What is needed:
In how many lines of the data below does the word "configuration" appear? Reply with the number and nothing more.

Dataset:
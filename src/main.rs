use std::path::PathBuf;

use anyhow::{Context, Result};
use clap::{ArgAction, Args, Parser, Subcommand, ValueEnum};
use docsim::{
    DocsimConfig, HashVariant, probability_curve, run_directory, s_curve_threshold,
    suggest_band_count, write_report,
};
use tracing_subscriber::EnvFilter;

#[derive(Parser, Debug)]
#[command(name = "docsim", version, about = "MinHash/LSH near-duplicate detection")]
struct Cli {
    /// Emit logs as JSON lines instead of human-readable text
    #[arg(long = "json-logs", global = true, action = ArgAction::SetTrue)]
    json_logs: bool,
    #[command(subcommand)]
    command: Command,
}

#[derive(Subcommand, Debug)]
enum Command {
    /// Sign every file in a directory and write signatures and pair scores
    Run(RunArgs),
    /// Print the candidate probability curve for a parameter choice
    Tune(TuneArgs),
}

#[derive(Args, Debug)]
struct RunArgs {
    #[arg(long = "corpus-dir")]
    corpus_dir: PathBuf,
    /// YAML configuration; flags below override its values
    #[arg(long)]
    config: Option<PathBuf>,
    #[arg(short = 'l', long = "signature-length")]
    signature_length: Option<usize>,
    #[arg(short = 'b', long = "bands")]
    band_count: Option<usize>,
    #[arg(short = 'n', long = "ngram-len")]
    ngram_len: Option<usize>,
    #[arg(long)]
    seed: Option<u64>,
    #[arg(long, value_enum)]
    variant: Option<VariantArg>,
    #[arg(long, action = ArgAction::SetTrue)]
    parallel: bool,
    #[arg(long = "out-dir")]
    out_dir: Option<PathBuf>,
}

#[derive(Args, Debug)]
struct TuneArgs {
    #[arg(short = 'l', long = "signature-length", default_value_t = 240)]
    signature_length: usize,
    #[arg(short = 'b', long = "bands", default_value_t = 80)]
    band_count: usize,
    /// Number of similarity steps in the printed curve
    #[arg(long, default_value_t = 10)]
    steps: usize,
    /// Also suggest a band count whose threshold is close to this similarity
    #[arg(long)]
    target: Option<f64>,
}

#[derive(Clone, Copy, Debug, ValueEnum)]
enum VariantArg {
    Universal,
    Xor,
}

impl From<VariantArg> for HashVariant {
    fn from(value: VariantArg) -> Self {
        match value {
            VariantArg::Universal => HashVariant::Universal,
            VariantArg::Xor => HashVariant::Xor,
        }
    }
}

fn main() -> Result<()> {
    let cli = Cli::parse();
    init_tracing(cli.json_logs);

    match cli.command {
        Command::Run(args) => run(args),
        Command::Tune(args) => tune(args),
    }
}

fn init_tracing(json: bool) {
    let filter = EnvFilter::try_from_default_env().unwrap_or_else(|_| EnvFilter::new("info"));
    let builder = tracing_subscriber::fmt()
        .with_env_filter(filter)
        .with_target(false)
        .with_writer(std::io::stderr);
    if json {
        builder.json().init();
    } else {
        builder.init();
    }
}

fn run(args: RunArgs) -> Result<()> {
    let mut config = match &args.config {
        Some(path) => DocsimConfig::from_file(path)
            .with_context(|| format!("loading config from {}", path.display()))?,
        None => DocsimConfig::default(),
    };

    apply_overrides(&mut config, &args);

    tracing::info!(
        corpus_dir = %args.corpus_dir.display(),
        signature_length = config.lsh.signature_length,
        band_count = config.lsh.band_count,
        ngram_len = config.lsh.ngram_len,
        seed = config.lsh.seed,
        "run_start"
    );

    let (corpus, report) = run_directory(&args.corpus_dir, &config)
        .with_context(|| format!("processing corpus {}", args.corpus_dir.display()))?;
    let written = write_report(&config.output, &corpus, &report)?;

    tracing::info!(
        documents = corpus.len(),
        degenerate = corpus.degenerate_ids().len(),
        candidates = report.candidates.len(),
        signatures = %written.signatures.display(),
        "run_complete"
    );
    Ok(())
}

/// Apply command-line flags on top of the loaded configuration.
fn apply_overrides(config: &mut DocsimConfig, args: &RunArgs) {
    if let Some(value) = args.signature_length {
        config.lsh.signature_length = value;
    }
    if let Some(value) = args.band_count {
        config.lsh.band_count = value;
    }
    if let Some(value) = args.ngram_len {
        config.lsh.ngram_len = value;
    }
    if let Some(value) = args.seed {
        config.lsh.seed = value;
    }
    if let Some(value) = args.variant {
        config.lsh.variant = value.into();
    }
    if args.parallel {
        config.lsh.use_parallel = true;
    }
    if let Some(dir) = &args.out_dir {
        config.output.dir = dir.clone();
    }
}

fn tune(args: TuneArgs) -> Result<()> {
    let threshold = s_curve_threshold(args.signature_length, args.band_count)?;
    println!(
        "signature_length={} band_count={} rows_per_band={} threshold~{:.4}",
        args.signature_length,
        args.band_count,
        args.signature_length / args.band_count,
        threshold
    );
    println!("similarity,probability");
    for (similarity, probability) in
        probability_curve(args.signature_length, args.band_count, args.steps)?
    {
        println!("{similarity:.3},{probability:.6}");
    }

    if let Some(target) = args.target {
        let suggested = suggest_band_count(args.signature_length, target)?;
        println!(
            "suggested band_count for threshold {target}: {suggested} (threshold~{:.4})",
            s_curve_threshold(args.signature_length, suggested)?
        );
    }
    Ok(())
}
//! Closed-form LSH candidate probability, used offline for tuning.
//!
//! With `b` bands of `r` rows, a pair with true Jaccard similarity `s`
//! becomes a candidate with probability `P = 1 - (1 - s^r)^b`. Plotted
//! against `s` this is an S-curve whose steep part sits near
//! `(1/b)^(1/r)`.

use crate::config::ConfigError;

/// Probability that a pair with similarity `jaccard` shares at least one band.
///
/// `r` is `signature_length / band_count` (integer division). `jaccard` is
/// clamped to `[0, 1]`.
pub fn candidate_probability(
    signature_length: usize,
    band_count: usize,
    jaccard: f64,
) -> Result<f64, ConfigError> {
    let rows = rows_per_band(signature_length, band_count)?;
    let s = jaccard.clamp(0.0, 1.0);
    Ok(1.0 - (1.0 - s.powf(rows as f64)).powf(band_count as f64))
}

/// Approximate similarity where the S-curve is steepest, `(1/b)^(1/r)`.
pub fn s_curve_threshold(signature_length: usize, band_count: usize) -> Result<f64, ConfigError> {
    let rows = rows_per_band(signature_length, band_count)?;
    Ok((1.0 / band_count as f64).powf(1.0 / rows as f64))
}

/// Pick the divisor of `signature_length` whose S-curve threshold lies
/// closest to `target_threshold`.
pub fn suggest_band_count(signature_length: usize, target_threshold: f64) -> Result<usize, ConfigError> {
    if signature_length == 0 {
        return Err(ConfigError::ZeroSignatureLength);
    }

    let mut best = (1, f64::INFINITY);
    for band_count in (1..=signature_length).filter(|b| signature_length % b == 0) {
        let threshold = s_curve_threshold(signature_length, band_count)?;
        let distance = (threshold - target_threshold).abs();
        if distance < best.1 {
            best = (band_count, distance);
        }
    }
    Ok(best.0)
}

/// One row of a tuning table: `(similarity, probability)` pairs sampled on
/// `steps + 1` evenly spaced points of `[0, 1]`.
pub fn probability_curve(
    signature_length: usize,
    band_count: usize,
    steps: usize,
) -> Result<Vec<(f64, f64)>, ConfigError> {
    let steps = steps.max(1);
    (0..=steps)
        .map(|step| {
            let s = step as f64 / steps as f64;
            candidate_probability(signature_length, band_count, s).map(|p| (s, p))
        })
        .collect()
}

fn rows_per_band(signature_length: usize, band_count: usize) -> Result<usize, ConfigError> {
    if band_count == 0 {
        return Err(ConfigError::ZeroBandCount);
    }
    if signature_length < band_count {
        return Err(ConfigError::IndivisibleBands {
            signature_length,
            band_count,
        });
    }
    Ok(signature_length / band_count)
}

Response box:
2